In 1995 the lari was introduced, replacing the kuponi at a rate of one million to one. The name is derived from an old Georgian word meaning ‘property’, or ‘a hoard’. The name of the subunit, tetri, means ‘white’ and has long been associated with currency as far back as the 6th century BC.
|1 tetri||“Republic of Georgia”, The Borjgali (a Georgian symbol of the sun with wings), Christian tree of life.||Denomination, a vine tendril||Steel|
|2 tetri||“Republic of Georgia”, The Borjgali (a Georgian symbol of the sun with wings), Christian tree of life.||Denomination, peacock||Steel|
|5 tetri||“Republic of Georgia”, The Borjgali (a Georgian symbol of the sun with wings), Christian tree of life||Denomination, golden lion statue, barrow of the Alazani valley||Steel|
|10 tetri||“Republic of Georgia”, The Borjgali (a Georgian symbol of the sun with wings), Christian tree of life||Denomination, Saint Mamai riding a lion, 11th century silver plate from the Gelati Monastery.||Steel|
|20 tetri||“Republic of Georgia”, The Borjgali (a Georgian symbol of the sun with wings), Christian tree of life||Denomination, deer from a painting by Niko Pirosmanashvili (famous Georgian painter)||Steel|
|50 tetri||Denomination, Gryphon from the Samtavisi Cathedral||Brass-plated steel 1993|
|50 tetri||Georgia’s coat of arms, sun beams, and date of issue (2006)||Denomination||Copper-nickel 2006|
|1 lari||Georgia’s coat of arms, sun beams, and date of issue (2006)||Denomination||Copper nickel alloy 2006|
|2 lari||Georgia’s coat of arms, sun beams, and date of issue (2006)||Denomination, sun rays||Copper aluminum-nickel inner ring, copper-nickel outer ring 2006|
|1 lari||Niko Pirosmanashvili (Georgian artist)||Panorama of Tbilisi (capital of Georgia), deer from Niko Pirosmanashvili painting||White||2002|
|2 lari||Composer Zacharia Paliashvili||Tbilisi Zacharia Paliashvili Opera and Ballet State Theatre||Rose||2002|
|5 lari||Ivane Javakhishvili (famous academic)||Ivan Javakhishvili building in Tbilisi University||Brown||2002|
|10 lari||Akaki Tsereteli (famous poet)||Mother in David Kakabadze’s painting Imereti – Mother of Mine||Blue||2002|
|20 lari||Ilia Chavchavadze (public figure)||Vakhtang Gorgasali (founder of Tbilisi), old map of Tbilisi, and panorama of old Tbilisi||Yellow, Navy||2002|
|20 lari||Ilia Chavchavadze (public figure)||Vakhtang Gorgasali (founder of Tbilisi), old map of Tbilisi, and panorama of old Tbilisi, Georgia’s coat of arms, old Narikala||Magenta||2016|
|50 lari||Queen Tama, Vardzia monastery cave complex, animal with wings||Zodiac sign for Sagittarius, Georgia’s coat of arms, and 12th century manuscript collection||Navy, Green||2004|
|50 lari||Queen Tama, Vardzia monastery cave complex, relief of Virgin Mary from Pitareti||Zodiac sign for Sagittarius, Georgia’s coat of arms, and 12th century manuscript collection, Georgia’s coat of arms||Green||2016|
|100 lari||Shota Rustaveli (poet)i, angel raising a cross||Biblical scene from Martvili Monastery||Light green/grey||2004|
|100 lari||Shota Rustaveli, illustrations from the poem The Knight in Tiger Skin, biblical scene||Zakaria Paliashvili National Academic Theater of Opera and Ballet||Violet||2016|
|200 lari||Kakutsa Cholokashvili, cultural artifact||City of Sukhumi, fragments from iconostasis from Tsebelda in Gulripsh district||Yellow||2006|
|500 lari||David IV||Early Georgian inscriptions and cross||Light green/ navy||1995|
Like many former Soviet states, Georgia suffered greatly after the fall of the Soviet Union.
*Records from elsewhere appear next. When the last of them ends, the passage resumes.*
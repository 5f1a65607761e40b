//! In-memory evaluator and packager for tests
//!
//! `MockEvaluator` answers from canned JSON instead of running nix, and
//! `MockPackager` records what would have been handed to helmfile.

use std::collections::HashMap;
use std::path::PathBuf;
use std::sync::{Arc, RwLock};

use hfnix_core::{ConfigTree, ConfigValue};

use crate::error::Result;
use crate::evaluator::{EvalRequest, EvalTarget, Evaluator};
use crate::packager::{PackageRequest, Packager};

/// A recorded evaluation
#[derive(Debug, Clone, PartialEq)]
pub struct EvalCall {
    pub file_name: String,
    pub base: PathBuf,
    /// Set for helmfile evaluations, `None` for charts
    pub environment: Option<String>,
    pub values: ConfigTree,
}

/// Evaluator returning canned output
///
/// Chart output is looked up by `release.name` in the chart values.
#[derive(Clone, Default)]
pub struct MockEvaluator {
    helmfile: Option<Vec<u8>>,
    charts: HashMap<String, Vec<u8>>,
    calls: Arc<RwLock<Vec<EvalCall>>>,
}

impl MockEvaluator {
    pub fn new() -> Self {
        Self::default()
    }

    /// Output for the top-level helmfile
    pub fn with_helmfile(mut self, json: &[u8]) -> Self {
        self.helmfile = Some(json.to_vec());
        self
    }

    /// Output for the chart of a release
    pub fn with_chart(mut self, release: &str, json: &[u8]) -> Self {
        self.charts.insert(release.to_string(), json.to_vec());
        self
    }

    /// All evaluations so far
    pub fn calls(&self) -> Vec<EvalCall> {
        self.calls.read().unwrap().clone()
    }

    pub fn call_count(&self) -> usize {
        self.calls.read().unwrap().len()
    }
}

impl Evaluator for MockEvaluator {
    fn evaluate(&self, request: &EvalRequest<'_>) -> Result<Vec<u8>> {
        let environment = match request.target {
            EvalTarget::Helmfile { environment } => Some(environment.to_string()),
            EvalTarget::Chart => None,
        };
        self.calls.write().unwrap().push(EvalCall {
            file_name: request.file_name.to_string(),
            base: request.base.to_path_buf(),
            environment,
            values: request.values.clone(),
        });

        let output = match request.target {
            EvalTarget::Helmfile { .. } => self.helmfile.clone(),
            EvalTarget::Chart => request
                .values
                .get("release.name")
                .and_then(ConfigValue::as_str)
                .and_then(|name| self.charts.get(name).cloned()),
        };

        output.ok_or_else(|| request.failure("no canned output"))
    }
}

/// A recorded packager run
#[derive(Debug, Clone, PartialEq)]
pub struct PackageCall {
    pub document: Option<PathBuf>,
    /// Content of the document at the time of the call
    pub content: Option<String>,
    pub base: PathBuf,
    pub environment: String,
    pub args: Vec<String>,
}

/// Packager that records calls and returns a fixed exit code
#[derive(Clone, Default)]
pub struct MockPackager {
    exit_code: i32,
    calls: Arc<RwLock<Vec<PackageCall>>>,
}

impl MockPackager {
    pub fn new() -> Self {
        Self::default()
    }

    pub fn with_exit_code(mut self, code: i32) -> Self {
        self.exit_code = code;
        self
    }

    pub fn calls(&self) -> Vec<PackageCall> {
        self.calls.read().unwrap().clone()
    }
}

impl Packager for MockPackager {
    fn package(&self, request: &PackageRequest<'_>) -> Result<i32> {
        self.calls.write().unwrap().push(PackageCall {
            document: request.document.map(|p| p.to_path_buf()),
            content: request
                .document
                .and_then(|p| std::fs::read_to_string(p).ok()),
            base: request.base.to_path_buf(),
            environment: request.environment.to_string(),
            args: request.args.to_vec(),
        });
        Ok(self.exit_code)
    }
}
GDP fell sharply and the kuponi experienced hyper inflation. The introduction of the lari has brought some monetary stability but the country was still experiencing economic and political troubles. The 2003 Rose Revolution ushered in a new era of democracy and liberal economic reforms, and soon after the country began to post double digit growth. In 2007 the country was named the world’s best economic reformer by the World Bank. It is widely considered the least corrupt country in the region, and also has a free press. As of 2014 the country has also become a member of the EU Free Trade Area. The deal has boosted trade with the EU, but trade with the Commonwealth of Independent States (also called the Russian Commonwealth) declined sharply.
Debt stands at just 29% of GDP, the population below the poverty line is about 11% and 12% of the working population is unemployed. The country ranks a very healthy 16th in the world in terms of ease-of-doing business (ahead of notable economies like Canada, Germany, Ireland, France, and Japan). Foreign direct investment is a major driving factor behind Georgia’s growth.
The bottom line
Georgia, unlike some other former Soviet States, has successfully embraced democratic and liberal economic reforms, working hard to stamp out corruption and make the country more attractive to foreign investment. Still, the nearby Russian bear will remain a cause for some concern.